Georgia Sangster explains why social care needs a universalist long term settlement

In September, two years and a pandemic after the Prime Minister’s promised to ‘fix’ the sector, the Government announced its plans for social care. The proposals don’t come close to delivering what is needed – a secure, long-term settlement for a sector in crisis – but it is not just about a lack of funding.

Let’s start with the crisis in social care. It’s true that since Covid we have been hearing more about its problems. If we weren’t already aware, watching carers on our TV screens during the first lockdown, whose care homes were rapidly filling with elderly hospital patients, tell us over and over that they had not been given any PPE, was a strong indication that there were big things wrong in the sector. It’s been since before the financial crash, though, that the Government’s chronic underfunding, deregulation and lack of interest in the sector came to characterise social care.

As a result, 1.5 million people in the UK have unmet care needs. In 2019, 15% of the population over 65 did not have the help they needed to get out of bed, go to the toilet, and wash and dress themselves. That figure has risen 50% since 2010. Those who have navigated the minefield of accessing care can pay enormous costs for it – residential care starts at £600 a week and can run into the thousands for those with complex needs.

It is not just those who need care that the current system fails. The care workforce, the vast majority of which is female, is one of the most overworked, underpaid and undervalued in our society: seven out of ten care workers earn less than £10 per hour. The system also forces millions into the role of unpaid carers, the number of which has increased by around 4.5 million (nearly 60% of them women) to over 13.6 million since the pandemic.

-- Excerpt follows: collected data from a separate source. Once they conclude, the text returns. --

// Crossfade Preloader State Machine
//
// Drives the initial page load: LOADING -> WAITING_FOR_ANIMATE ->
// ANIMATING -> DONE. Three readiness triggers race (ready-and-settled,
// progress threshold, maximum extra delay); whichever fires first wins and
// the others become no-ops behind an atomic guard. Loading never hangs:
// even a rejected document-ready signal completes the sequence.

use std::future::Future;
use std::sync::atomic::{AtomicBool, Ordering};
use std::sync::Arc;

use log::{debug, warn};
use serde::{Deserialize, Serialize};
use tokio::sync::watch;
use tokio::time::{interval, sleep, Instant};

use super::registry::{longest_duration, AnimationRegistry, AnimationSpec, AnimationToken};
use crate::config::SequencerConfig;
use crate::error::SequencerResult;
use crate::events::{Channel, EventBus, Payload};
use crate::host::ScrollEngine;
use crate::progress::ProgressEstimator;
use crate::scroll::scroll_to_anchor;
use crate::tracking::PromiseTracker;

/// Initial-load phase, monotonically non-decreasing per load cycle
#[derive(Debug, Clone, Copy, PartialEq, Eq, PartialOrd, Ord, Serialize, Deserialize)]
#[serde(rename_all = "snake_case")]
pub enum Phase {
    Loading,
    WaitingForAnimate,
    Animating,
    Done,
}

/// The initial-load state machine
pub struct Preloader {
    config: SequencerConfig,
    bus: Arc<EventBus>,
    tracker: Arc<PromiseTracker>,
    registry: AnimationRegistry,
    phase_tx: watch::Sender<Phase>,
    /// Exactly-once guard for the loading-complete path
    finished_loading: AtomicBool,
}

impl Preloader {
    pub fn new(config: SequencerConfig, bus: Arc<EventBus>, tracker: Arc<PromiseTracker>) -> Self {
        let (phase_tx, _) = watch::channel(Phase::Loading);
        Self {
            config,
            bus,
            tracker,
            registry: AnimationRegistry::new(),
            phase_tx,
            finished_loading: AtomicBool::new(false),
        }
    }

    pub fn phase(&self) -> Phase {
        *self.phase_tx.borrow()
    }

    /// Wait until the initial load sequence has fully finished.
    pub async fn wait_for_done(&self) {
        let mut phases = self.phase_tx.subscribe();
        loop {
            if *phases.borrow_and_update() == Phase::Done {
                return;
            }
            if phases.changed().await.is_err() {
                return;
            }
        }
    }

    /// Register an animation to play when the page becomes ready.
    ///
    /// Returns None once the animation set has started playing (phase
    /// Animating or Done): such a registration missed the batch, so a
    /// `critical` animation plays immediately instead (the UI must never
    /// get stuck mid-effect) and a non-critical one is dropped.
    pub fn register_animation(&self, spec: AnimationSpec) -> Option<AnimationToken> {
        if self.phase() >= Phase::Animating {
            if spec.critical {
                debug!("critical animation missed the batch; playing immediately");
                (spec.callback)();
            } else {
                debug!("animation missed the batch; dropped");
            }
            return None;
        }
        Some(self.registry.register(spec))
    }

    /// Remove a registered animation (component unmount).
    pub fn unregister_animation(&self, token: AnimationToken) -> bool {
        self.registry.unregister(token)
    }

    /// Drive the whole initial-load sequence. Runs once per instance.
    ///
    /// `document_ready` is the host's readiness signal; a rejection is
    /// treated as ready. `initial_anchor` is the fragment of the entry URL,
    /// if any.
    pub async fn run(
        self: &Arc<Self>,
        document_ready: impl Future<Output = SequencerResult<()>> + Send + 'static,
        scroll: Arc<dyn ScrollEngine>,
        initial_anchor: Option<String>,
    ) {
        if self.phase() != Phase::Loading || self.finished_loading.load(Ordering::SeqCst) {
            warn!("preloader already ran; ignoring second run");
            return;
        }
        scroll.pause();
        let started = Instant::now();

        let (ready_tx, ready_rx) = watch::channel(false);
        tokio::spawn(async move {
            if let Err(err) = document_ready.await {
                warn!("document-ready failed: {}; treating page as ready", err);
            }
            let _ = ready_tx.send(true);
        });

        // Per-frame progress poll; stops at the 99% threshold and hands
        // over to the completion race instead of stalling on estimation
        // error.
        let (threshold_tx, threshold_rx) = watch::channel(false);
        let poller = Arc::clone(self);
        tokio::spawn(async move {
            let mut estimator =
                ProgressEstimator::new(started, &poller.config.estimate_load_duration);
            let mut ticker = interval(poller.config.frame_period);
            loop {
                ticker.tick().await;
                if poller.phase() != Phase::Loading {
                    break;
                }
                let percent = estimator.percent_at(Instant::now());
                poller
                    .bus
                    .emit(Channel::ProgressUpdated, Payload::percent(percent));
                if estimator.is_nearly_complete() {
                    let _ = threshold_tx.send(true);
                    break;
                }
            }
        });

        let trigger = {
            let ready_and_settled = async {
                wait_for_flag(ready_rx.clone()).await;
                if let Err(err) = self
                    .tracker
                    .settle_all(self.config.settle_timeout, self.config.max_settle_rounds)
                    .await
                {
                    warn!("{}; proceeding as ready", err);
                }
                if !self.registry.is_trivial() {
                    // Animations with real durations: defer to the other triggers.
                    std::future::pending::<()>().await;
                }
                "ready with settled promises"
            };
            let progress_threshold = async {
                wait_for_flag(threshold_rx.clone()).await;
                wait_for_flag(ready_rx.clone()).await;
                "progress threshold"
            };
            let extra_delay_elapsed = async {
                wait_for_flag(ready_rx.clone()).await;
                sleep(self.config.max_extra_delay).await;
                "maximum extra delay"
            };
            tokio::select! {
                name = ready_and_settled => name,
                name = progress_threshold => name,
                name = extra_delay_elapsed => name,
            }
        };

        self.finish_loading(trigger, scroll.as_ref(), initial_anchor.as_deref())
            .await;
    }

    /// Completion path: WAITING_FOR_ANIMATE -> ANIMATING -> DONE.
    /// Idempotent; only the first caller per cycle does anything.
    async fn finish_loading(
        &self,
        trigger: &str,
        scroll: &dyn ScrollEngine,
        initial_anchor: Option<&str>,
    ) {
        if self.finished_loading.swap(true, Ordering::SeqCst) {
            debug!("load already completing; '{}' trigger ignored", trigger);
            return;
        }
        debug!("load ready ({})", trigger);

        self.set_phase(Phase::WaitingForAnimate);
        self.bus
            .emit(Channel::ProgressUpdated, Payload::percent(100.0));

        // Scroll placement decides which conditional animations fire.
        let at_top = match initial_anchor {
            Some(anchor) => {
                if let Err(err) = scroll_to_anchor(scroll, anchor, &self.config).await {
                    warn!("{}", err);
                }
                scroll.at_top()
            }
            None => {
                if self.config.reset_scroll_on_load {
                    scroll.scroll_to(0.0, false);
                }
                scroll.at_top()
            }
        };

        sleep(self.config.hold_delay).await;
        self.set_phase(Phase::Animating);

        let eligible = self.registry.eligible(at_top);
        let hold = longest_duration(&eligible);
        for spec in &eligible {
            (spec.callback)();
        }
        if !hold.is_zero() {
            sleep(hold + self.config.animation_buffer).await;
        }

        scroll.resume();
        scroll.refresh_layout();
        self.set_phase(Phase::Done);
        self.bus.emit(Channel::End, Payload::Empty);
    }

    /// Advance the phase; never moves backward.
    fn set_phase(&self, next: Phase) {
        self.phase_tx.send_if_modified(|phase| {
            if next > *phase {
                *phase = next;
                true
            } else {
                false
            }
        });
    }
}

async fn wait_for_flag(mut flag: watch::Receiver<bool>) {
    loop {
        if *flag.borrow_and_update() {
            return;
        }
        if flag.changed().await.is_err() {
            return;
        }
    }
}
// Crossfade scroll layer
// Anchor resolution by polled stabilization, plus the per-URL scroll
// position cache consulted on back/forward navigations.

mod anchor;
mod positions;

pub use anchor::{scroll_to_anchor, smooth_scroll_to};
pub use positions::ScrollPositions;
//! Crossfade: page load & transition sequencing for animated sites.
//!
//! The crate drives two lifecycles around a host-supplied router and
//! smooth-scroll engine:
//!
//! - the **preloader**: initial-load readiness, a synthetic progress
//!   percentage, and the registered reveal animations, run exactly once
//!   per session;
//! - **page transitions**: serialized exit -> swap -> enter sequences
//!   around navigations, with a single pending slot for requests that
//!   arrive mid-transition.
//!
//! Everything is cooperative and event-driven; the only polling loops are
//! the deliberate per-frame progress and scroll-stabilization ticks. All
//! failure paths degrade to "proceed without the optional effect" so the
//! page always becomes interactive.
//!
//! ```no_run
//! use std::sync::Arc;
//! use std::time::Duration;
//!
//! use crossfade::{
//!     MockRouter, MockScrollEngine, NavigationRequest, Sequencer, SequencerConfig,
//! };
//!
//! # async fn example() -> crossfade::SequencerResult<()> {
//! let config = SequencerConfig::default()
//!     .with_estimator(|_| Duration::from_millis(1500));
//! let sequencer = Sequencer::new(
//!     config,
//!     Arc::new(MockRouter::new()),
//!     Arc::new(MockScrollEngine::new()),
//!     "https://studio.example/",
//! )?;
//!
//! sequencer.start(async { Ok(()) }).await;
//! sequencer
//!     .request_navigation(NavigationRequest::new("/work").with_transition("fade"))
//!     .await?;
//! # Ok(())
//! # }
//! ```

pub mod config;
pub mod error;
pub mod events;
pub mod host;
pub mod preloader;
pub mod progress;
pub mod scroll;
pub mod sequencer;
pub mod tracking;
pub mod transitions;

pub use config::{LoadEstimator, SequencerConfig};
pub use error::{SequencerError, SequencerResult};
pub use events::{Channel, EventBus, Payload, SubscriptionToken};
pub use host::{MockRouter, MockScrollEngine, Router, ScrollEngine};
pub use preloader::{AnimationSpec, AnimationToken, Phase, Preloader, RunCondition};
pub use sequencer::Sequencer;
pub use tracking::PromiseTracker;
pub use transitions::{
    NavigationOutcome, NavigationRequest, TransitionAnimation, TransitionHandlers,
    TransitionToken,
};
// Crossfade Router seam
//
// The host application owns the actual route swap (framework router, history
// API, etc.). The sequencer only decides when to invoke it.

use async_trait::async_trait;
use url::Url;

use crate::error::SequencerResult;

/// Host-supplied routing collaborator.
///
/// `navigate` performs the page swap and resolves once the destination page
/// has mounted and signalled ready. The sequencer treats a failed navigation
/// as "proceed without the optional effect": it logs, releases the scroll
/// lock, and finishes the transition cycle.
#[async_trait]
pub trait Router: Send + Sync {
    /// Swap to the destination page; resolve when it is mounted and ready.
    async fn navigate(&self, to: &Url) -> SequencerResult<()>;

    /// Persist a new fragment on the current history entry without a swap
    /// (used by the same-page scroll shortcut).
    fn replace_hash(&self, fragment: &str);

    /// Open an external destination in a new browsing context.
    fn open_external(&self, url: &Url);

    /// Invoked after the external-navigation grace delay so any started
    /// animation context can be reverted if the visitor comes back.
    fn cleanup_after_external(&self) {}
}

Since social care is provided by local authorities, the poorest areas, where healthy life expectancy rates are lowest, have greater social care needs but less money to pay for them. The 2010 coalition and Conservative government’s austerity policies, which saw central government funding to English local authorities halve in ten years (with an estimated loss of £8 billion for key services like social care) have made this problem worse.

So how exactly does the government plan to fix all this? In 2023, a tax rise of 1.25% on National Insurance Contributions (NICs) will be paid on earnings and dividends and newly applied to the over-65s still in work. Initially nearly all the revenues gained by the rise in NICs will go to addressing the patient backlog in the NHS. Over three years, just £5.4bn will go to adult social care, most of which – £4.9bn – is to change the funding model. Just £500 million is allocated for the professional development of the 1.5 million social care workforce and there is no allocation for increasing pay or recruiting more much needed staff.

In 2025, all the funding from the levy will be diverted to social care but, given the scale of the backlog in the NHS, no one can say how much funding there will be, if there is any left at all. The changes to the funding model are a cap of £86,000 on lifetime personal care costs and a floor in assets, raised to £20,000, below which people will not have to pay for care. These proposals are aimed at protecting people against catastrophic costs, but they will only benefit the very rich. Social care funded entirely by the state will still be restricted, while everyone else will either have to pay £86,000 on their care before they receive any state support or spend down their savings until they are eligible for means-tested care.

The Government’s proposals are not going to fix our broken social care system. Any model in which people have to pay for care means that many will go without the care they need to avoid paying its costs. Such a model will also continue to rely on the unpaid care of family members, mostly women.

We should want more than just to adequately fund a bad system. We need a high-quality, free and universal system of social care whose provision, like the NHS, is based on need and not ability to pay. We need a system whereby people’s needs are met in a way which supports wellbeing and ensures self-determination. This means going beyond a focus on personal care to cover other enriching activities like maintaining relationships and being involved in the community. We need social care to be of a high quality, and this requires a well-trained, well-paid workforce. We need our social care system to reflect the truth – that there is little more important than how we take care of the most vulnerable in our society.